Remember, while the ARA models are trying to survive, there will be millions of other (potentially misaligned) models being deployed deliberately by humans, including on very sensitive tasks (like recursive self-improvement). These seem much more concerning.
This is not the central point. The central point is:
At some point, ARA is unshutdownable unless you try hard with a pivotal cleaning act. We may be stuck with a ChaosGPT forever, which is not existential, but pretty annoying. People are going to die.
the ARA evolves over time. Maybe this evolution is very slow, maybe fast. Maybe it plateaus, maybe it does not plateau. I don’t know
This may take an indefinite number of years, but this can be a problem
the “natural selection favors AIs over humans” argument is a fairly weak one; you can find some comments I’ve made about this by searching my twitter.
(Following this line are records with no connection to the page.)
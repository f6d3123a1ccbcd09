//! Quantity expansion of part rows into individual parts.

use crate::config::PartNaming;
use crate::error::Result;
use crate::model::{Part, PartSpec};

/// Expand each row into `quantity` parts, in row order.
///
/// Rows with zero quantity contribute nothing. Dimensions are validated per row
/// even when the quantity is zero, so a bad row is reported regardless.
pub fn expand_quantities(specs: &[PartSpec], naming: PartNaming) -> Result<Vec<Part>> {
    let mut parts = Vec::new();

    for spec in specs {
        let template = Part::new(spec.name.clone(), spec.width, spec.depth)?;
        for i in 1..=spec.quantity {
            let name = match naming {
                PartNaming::Indexed => format!("{}-{}", spec.name, i),
                PartNaming::Plain => spec.name.clone(),
            };
            parts.push(Part {
                name,
                ..template.clone()
            });
        }
    }

    Ok(parts)
}
//! Section-specific parsers for the job file format.

use crate::config::{
    FillOrder, NestConfig, OversizePolicy, PartNaming, SelectionMode, SortOrder, Unit,
};
use crate::error::{NestError, Result};
use crate::model::{Material, PartSpec, StockSize};

/// A section body line with its 1-based line number in the file.
pub type NumberedLine<'a> = (usize, &'a str);

/// Parse a key=value pair from a line.
pub fn parse_key_value(line: &str) -> Option<(&str, &str)> {
    let eq_pos = line.find('=')?;
    let key = line[..eq_pos].trim();
    let value = line[eq_pos + 1..].trim();
    Some((key, value))
}

/// Check whether a line carries no data (blank or comment).
pub fn is_blank_or_comment(line: &str) -> bool {
    let line = line.trim();
    line.is_empty() || line.starts_with(';') || line.starts_with('#')
}

/// Iterate over the key=value entries of a section, skipping blanks and comments.
fn entries<'a>(
    lines: &'a [NumberedLine<'a>],
) -> impl Iterator<Item = Result<(usize, &'a str, &'a str)>> + 'a {
    lines
        .iter()
        .filter(|(_, line)| !is_blank_or_comment(line))
        .map(|&(line_no, line)| {
            parse_key_value(line)
                .map(|(k, v)| (line_no, k, v))
                .ok_or_else(|| NestError::InvalidValue {
                    line: line_no,
                    field: line.trim().to_string(),
                    expected: "Key=Value".to_string(),
                    value: line.trim().to_string(),
                })
        })
}

fn invalid(line: usize, field: &str, expected: &str, value: &str) -> NestError {
    NestError::InvalidValue {
        line,
        field: field.to_string(),
        expected: expected.to_string(),
        value: value.to_string(),
    }
}

fn missing(section: &str, field: &str) -> NestError {
    NestError::MissingField {
        section: section.to_string(),
        field: field.to_string(),
    }
}

/// Parse a float value.
pub fn parse_number(line: usize, field: &str, value: &str) -> Result<f64> {
    value
        .parse::<f64>()
        .ok()
        .filter(|v| v.is_finite())
        .ok_or_else(|| invalid(line, field, "a number", value))
}

/// Parse a non-negative integer value.
pub fn parse_count(line: usize, field: &str, value: &str) -> Result<u32> {
    value
        .parse::<u32>()
        .map_err(|_| invalid(line, field, "a non-negative integer", value))
}

/// Settings from the [Job] section.
#[derive(Debug, Clone, PartialEq, Default)]
pub struct JobSettings {
    pub config: NestConfig,
    pub unit: Unit,
    pub material: Option<String>,
}

/// Parse the [Job] section. Length values are converted to mm.
pub fn parse_job_section(lines: &[NumberedLine<'_>]) -> Result<JobSettings> {
    let mut settings = JobSettings::default();
    // Lengths are scaled after the whole section is read, since Unit may come last.
    let mut kerf = None;
    let mut trim = None;

    for entry in entries(lines) {
        let (line_no, key, value) = entry?;
        match key.to_ascii_lowercase().as_str() {
            "kerf" => kerf = Some(parse_number(line_no, key, value)?),
            "trim" => trim = Some(parse_number(line_no, key, value)?),
            "mode" => settings.config.mode = SelectionMode::from_mode_str(value),
            "material" if !value.is_empty() => settings.material = Some(value.to_string()),
            "material" => settings.material = None,
            "unit" => {
                settings.unit = Unit::from_unit_str(value)
                    .ok_or_else(|| invalid(line_no, key, "mm or inch", value))?;
            }
            "sort" => {
                settings.config.sort_order = SortOrder::from_sort_str(value).ok_or_else(|| {
                    invalid(line_no, key, "width-depth, depth-width or input", value)
                })?;
            }
            "fill" => {
                settings.config.fill_order = FillOrder::from_fill_str(value)
                    .ok_or_else(|| invalid(line_no, key, "rows-first or sheet-by-sheet", value))?;
            }
            "oversize" => {
                settings.config.oversize_policy = OversizePolicy::from_policy_str(value)
                    .ok_or_else(|| invalid(line_no, key, "reject or allow", value))?;
            }
            "naming" => {
                settings.config.naming = PartNaming::from_naming_str(value)
                    .ok_or_else(|| invalid(line_no, key, "indexed or plain", value))?;
            }
            _ => tracing::debug!("Ignoring unknown key '{}' in [Job] at line {}", key, line_no),
        }
    }

    let factor = settings.unit.to_mm_factor();
    if let Some(kerf) = kerf {
        settings.config.kerf = kerf * factor;
    }
    if let Some(trim) = trim {
        settings.config.trim_margin = trim * factor;
    }

    Ok(settings)
}

/// Parse a [Material] section. Prices are given as `Price.<stock label>=<value>`.
pub fn parse_material(lines: &[NumberedLine<'_>], unit: Unit) -> Result<Material> {
    let mut name = None;
    let mut material = Material::default();

    for entry in entries(lines) {
        let (line_no, key, value) = entry?;
        let lower = key.to_ascii_lowercase();
        if let Some(label) = lower.strip_prefix("price.") {
            // Keep the label as written.
            let label = &key[key.len() - label.len()..];
            let price = parse_number(line_no, key, value)?;
            if price < 0.0 {
                return Err(invalid(line_no, key, "a non-negative price", value));
            }
            material.prices.insert(label.to_string(), price);
            continue;
        }
        match lower.as_str() {
            "name" => name = Some(value.to_string()),
            "usage" => material.usage = value.to_string(),
            "thickness" => {
                material.thickness = parse_number(line_no, key, value)? * unit.to_mm_factor()
            }
            _ => tracing::debug!(
                "Ignoring unknown key '{}' in [Material] at line {}",
                key,
                line_no
            ),
        }
    }

    material.name = name
        .filter(|n| !n.is_empty())
        .ok_or_else(|| missing("Material", "Name"))?;
    Ok(material)
}

/// Parse a [Stock] section.
pub fn parse_stock(lines: &[NumberedLine<'_>], unit: Unit) -> Result<StockSize> {
    let mut label = None;
    let mut width = None;
    let mut height = None;
    let mut price = None;

    for entry in entries(lines) {
        let (line_no, key, value) = entry?;
        match key.to_ascii_lowercase().as_str() {
            "label" => label = Some(value.to_string()),
            "width" => width = Some(parse_number(line_no, key, value)?),
            "height" => height = Some(parse_number(line_no, key, value)?),
            "price" => {
                let p = parse_number(line_no, key, value)?;
                if p < 0.0 {
                    return Err(invalid(line_no, key, "a non-negative price", value));
                }
                price = Some(p);
            }
            _ => tracing::debug!(
                "Ignoring unknown key '{}' in [Stock] at line {}",
                key,
                line_no
            ),
        }
    }

    let factor = unit.to_mm_factor();
    Ok(StockSize {
        label: label
            .filter(|l| !l.is_empty())
            .ok_or_else(|| missing("Stock", "Label"))?,
        width: width.ok_or_else(|| missing("Stock", "Width"))? * factor,
        height: height.ok_or_else(|| missing("Stock", "Height"))? * factor,
        price,
    })
}

/// Parse a [Part] section. `index` is the 1-based position used for unnamed parts.
pub fn parse_part(lines: &[NumberedLine<'_>], unit: Unit, index: usize) -> Result<PartSpec> {
    let mut name = None;
    let mut width = None;
    let mut depth = None;
    let mut quantity = 1;

    for entry in entries(lines) {
        let (line_no, key, value) = entry?;
        match key.to_ascii_lowercase().as_str() {
            "name" => name = Some(value.to_string()),
            "width" => width = Some(parse_number(line_no, key, value)?),
            "depth" => depth = Some(parse_number(line_no, key, value)?),
            "quantity" | "qty" => quantity = parse_count(line_no, key, value)?,
            _ => tracing::debug!(
                "Ignoring unknown key '{}' in [Part] at line {}",
                key,
                line_no
            ),
        }
    }

    let factor = unit.to_mm_factor();
    Ok(PartSpec {
        name: name
            .filter(|n| !n.is_empty())
            .unwrap_or_else(|| format!("Part {}", index)),
        width: width.ok_or_else(|| missing("Part", "Width"))? * factor,
        depth: depth.ok_or_else(|| missing("Part", "Depth"))? * factor,
        quantity,
    })
}
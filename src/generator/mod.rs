//! Output generators: text report, JSON and DXF drawings.

mod dxf;
mod report;

pub use dxf::{generate_dxf, generate_sheet_dxf, DxfWriter};
pub use report::{format_amount, generate_json, generate_report};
I’m pretty surprised by this. I’ve tried to google and not found anything.
Overall, I think this still deserves more research
Why not! There are many many questions that were not discussed here because I just wanted to focus on the core part of the argument. But I agree details and scenarios are important, even if I think this shouldn’t change too much the basic picture depicted in the OP.
Here are some important questions that were voluntarily omitted from the QA for the sake of not including stuff that fluctuates too much in my head;
would we react before the point of no return?
Where should we place the red line? Should this red line apply to labs?
Is this going to be exponential? Do we care?
What would it look like if we used a counter-agent that was human-aligned?
What can we do about it now concretely? Is KYC something we should advocate for?
Don’t you think an AI capable of ARA would be superintelligent and take-over anyway?
What are the short term bad consequences of early ARA? What does the transition scenario look like.
Is it even possible to coordinate worldwide if we agree that we should?
How much human involvement will be needed in bootstrapping the first ARAs?
We plan to write more about these with @Épiphanie Gédéon in the future, but first it’s necessary to discuss the basic picture a bit more.
Thanks for writing this.
I like your writing style, this inspired me to read a few more things
Seems like we are here today
I don’t Tournesol is really mature currently, especially for non french content, and I’m not sure they try to do governance works, that’s mainly a technical projet, which is already cool.